Tout près, toujours plus près du soleil, il faut croire qu’il n’y fera jamais assez chaud là-haut pour que cela suffise car s’ils jouent hic aussitôt ils jouent bémol afin de tout gober goulûment, ne rien laisser éclore, ça doit tenir à l’éducation des réflexes pareils. Dans les précipitations, ça finira sérieusement par manquer de chaleur tout ça. Mais nous, les flâneurs, avons charge du hasard : nous trouver au bon endroit, au bon moment et ne sachant pas toujours comment garder l’équilibre, le mantra est que lorsque nous apprenions les pas, nous ne faisions alors ni le bien, ni le mal.

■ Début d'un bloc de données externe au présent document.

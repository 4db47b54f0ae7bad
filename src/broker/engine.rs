//! Broker engine
//!
//! `Broker` is the facade the RPC layer talks to. It owns:
//! - the liveness registry (`ConnectionRegistry`)
//! - the topic registry (subscriber sets and last messages)
//! - the per-subscriber dead-letter queues
//! - the delivery engine that performs fan-out and dead-letter flushes
//!
//! Concurrency and usage notes:
//! - Every method takes `&self`; share the broker as `Arc<Broker>`. There is
//!   no outer lock, each registry synchronizes itself.
//! - `publish` holds the topic's publish lock for the whole fan-out, so two
//!   publishes on one topic never interleave while different topics proceed
//!   in parallel.
//! - `connect` and `publish` perform outbound calls and only return once
//!   those finished (or timed out).

use std::fmt;
use std::sync::Arc;

use tracing::{debug, info, warn};

use crate::broker::connections::ConnectionRegistry;
use crate::broker::dead_letter::DeadLetterStore;
use crate::broker::delivery::{DeliveryEngine, FlushOutcome, SubscriberTransport};
use crate::broker::message::DeadLetter;
use crate::broker::status::Status;
use crate::broker::topic::{SubscriberId, TopicRegistry};
use crate::config::BrokerSettings;
use crate::transport::callback::WebSocketCallbacks;

pub struct Broker {
    topics: TopicRegistry,
    connections: Arc<ConnectionRegistry>,
    dead_letters: Arc<DeadLetterStore>,
    delivery: DeliveryEngine,
}

impl Default for Broker {
    fn default() -> Self {
        Self::new()
    }
}

impl Broker {
    /// Broker with default settings that calls subscribers back over WebSocket.
    pub fn new() -> Self {
        Self::with_settings(&BrokerSettings::default(), Arc::new(WebSocketCallbacks))
    }

    pub fn with_transport(transport: Arc<dyn SubscriberTransport>) -> Self {
        Self::with_settings(&BrokerSettings::default(), transport)
    }

    pub fn with_settings(settings: &BrokerSettings, transport: Arc<dyn SubscriberTransport>) -> Self {
        let connections = Arc::new(ConnectionRegistry::new());
        let dead_letters = Arc::new(DeadLetterStore::new(settings.max_dead_letters));
        let delivery = DeliveryEngine::new(
            Arc::clone(&connections),
            Arc::clone(&dead_letters),
            transport,
            settings.delivery_timeout(),
            settings.requeue_failed_flush,
        );

        Self {
            topics: TopicRegistry::new(),
            connections,
            dead_letters,
            delivery,
        }
    }

    /// Register `address` as live and hand it whatever it missed.
    pub async fn connect(&self, address: &str) -> Status {
        let newly_connected = self.connections.connect(address);
        self.dead_letters.ensure(address);

        match self.delivery.flush_dead_letters(address).await {
            FlushOutcome::Empty => {}
            FlushOutcome::Delivered(count) => {
                info!("Delivered {count} dead letters to {address}");
            }
            FlushOutcome::Requeued(count) | FlushOutcome::Dropped(count) => {
                debug!("Dead-letter flush of {count} entries to {address} did not go through");
            }
        }

        if newly_connected {
            info!("Client {address} connected");
            Status::Connected
        } else {
            info!("Client {address} already connected");
            Status::AlreadyConnected
        }
    }

    /// Create `topic` if needed. Always succeeds.
    pub fn new_topic(&self, topic: &str) -> Status {
        if self.topics.create(topic) {
            info!("Topic {topic} created");
        } else {
            debug!("Topic {topic} already exists");
        }
        Status::Created
    }

    pub fn subscribe(&self, topic: &str, address: &str) -> Status {
        if !self.connections.is_connected(address) {
            warn!("Rejected subscription of {address} to {topic}: not connected");
            return Status::NotConnected;
        }

        let Some(entry) = self.topics.get(topic) else {
            warn!("Rejected subscription of {address} to {topic}: no such topic");
            return Status::NoTopic;
        };

        if entry.subscribe(address.to_string()) {
            info!("{address} subscribed to {topic}");
        }
        Status::Subscribed
    }

    /// Drop the subscription and any dead letters it left behind. Always succeeds.
    pub fn unsubscribe(&self, topic: &str, address: &str) -> Status {
        if let Some(entry) = self.topics.get(topic) {
            if entry.unsubscribe(address) {
                info!("{address} unsubscribed from {topic}");
            }
        }

        let purged = self.dead_letters.purge_topic(address, topic);
        if purged > 0 {
            debug!("Purged {purged} dead letters of {address} for {topic}");
        }
        Status::Unsubscribed
    }

    /// Store `message` as the topic's last message and deliver it to every
    /// subscriber. Unknown topics are rejected without side effects.
    pub async fn publish(&self, topic: &str, message: &str) -> Status {
        let Some(entry) = self.topics.get(topic) else {
            warn!("Publish to unknown topic {topic} rejected");
            return Status::NoTopic;
        };

        let _serialized = entry.lock_publish().await;
        entry.set_last_message(message);

        let report = self.delivery.fan_out(&entry, message).await;
        debug!(
            "Published on {topic}: {} attempts, {} delivered, {} deferred, {} failed",
            report.attempts(),
            report.delivered,
            report.deferred,
            report.failed
        );

        Status::Published
    }

    pub fn is_connected(&self, address: &str) -> bool {
        self.connections.is_connected(address)
    }

    pub fn connection_count(&self) -> usize {
        self.connections.len()
    }

    pub fn topic_exists(&self, topic: &str) -> bool {
        self.topics.contains(topic)
    }

    pub fn topic_names(&self) -> Vec<String> {
        self.topics.names()
    }

    /// Subscribers of `topic`, or `None` if the topic does not exist.
    pub fn subscribers(&self, topic: &str) -> Option<Vec<SubscriberId>> {
        self.topics.get(topic).map(|entry| entry.subscribers())
    }

    pub fn last_message(&self, topic: &str) -> Option<String> {
        self.topics.get(topic).and_then(|entry| entry.last_message())
    }

    /// Dead letters waiting for `address`, oldest first.
    pub fn pending_dead_letters(&self, address: &str) -> Vec<DeadLetter> {
        self.dead_letters.pending(address)
    }
}

impl fmt::Debug for Broker {
    fn fmt(&self, f: &mut fmt::Formatter<'_>) -> fmt::Result {
        f.debug_struct("Broker")
            .field("topics", &self.topics.len())
            .field("connections", &self.connections.len())
            .finish()
    }
}
use async_trait::async_trait;
use tokio::sync::mpsc;
use tracing::warn;

use crate::broker::DeadLetter;

/// What a subscriber does with the broker's callbacks.
#[async_trait]
pub trait SubscriberHandler: Send + Sync + 'static {
    async fn on_message(&self, topic: &str, message: String);

    /// Dead letters arrive oldest first.
    async fn on_dead_letters(&self, dead_letters: Vec<DeadLetter>);
}

/// A callback as received by a subscriber endpoint.
#[derive(Debug, Clone, PartialEq, Eq)]
pub enum Delivery {
    Live { topic: String, message: String },
    DeadLetters(Vec<DeadLetter>),
}

/// Forwards every callback into an unbounded channel.
#[derive(Debug, Clone)]
pub struct ChannelHandler {
    sender: mpsc::UnboundedSender<Delivery>,
}

impl ChannelHandler {
    pub fn new() -> (Self, mpsc::UnboundedReceiver<Delivery>) {
        let (sender, receiver) = mpsc::unbounded_channel();
        (Self { sender }, receiver)
    }

    fn forward(&self, delivery: Delivery) {
        if self.sender.send(delivery).is_err() {
            warn!("Delivery dropped: receiver is gone");
        }
    }
}

#[async_trait]
impl SubscriberHandler for ChannelHandler {
    async fn on_message(&self, topic: &str, message: String) {
        self.forward(Delivery::Live {
            topic: topic.to_string(),
            message,
        });
    }

    async fn on_dead_letters(&self, dead_letters: Vec<DeadLetter>) {
        self.forward(Delivery::DeadLetters(dead_letters));
    }
}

On nous dira toujours pour continuer d’avancer qu’il faudra s’habituer à tout mais je m’entête à sortir de mon rôle et n’avoir pas toujours la mauvaise part et je me dis que c’est sans doute aussi comme cela que je me suis habitué à toi : les tournesols à zieuter, le veilleur d’une vie nouvelle. Suivre la bonne direction, sens dessus, dessous, les va-et-vient, le fil de l’eau et tout ce qui s’en suit, on jonglera au final tout pareil avec les objets de création pour en voir la réalité.
Enroulement, déroulement selon sa respiration, la clarté lumineuse, éclatante de l’après-midi se couche en vol plané sur les champs sans qu’on ne la dérange. Musardant de compagnons en compagnonnes, nous partagerons équitablement les émotions sans importance dont le cœur d’artichaut est encore tendre car ce genre d’agapes, c’est du poker menteur : nourrir le « Qi » ou avaler son bulletin de naissance.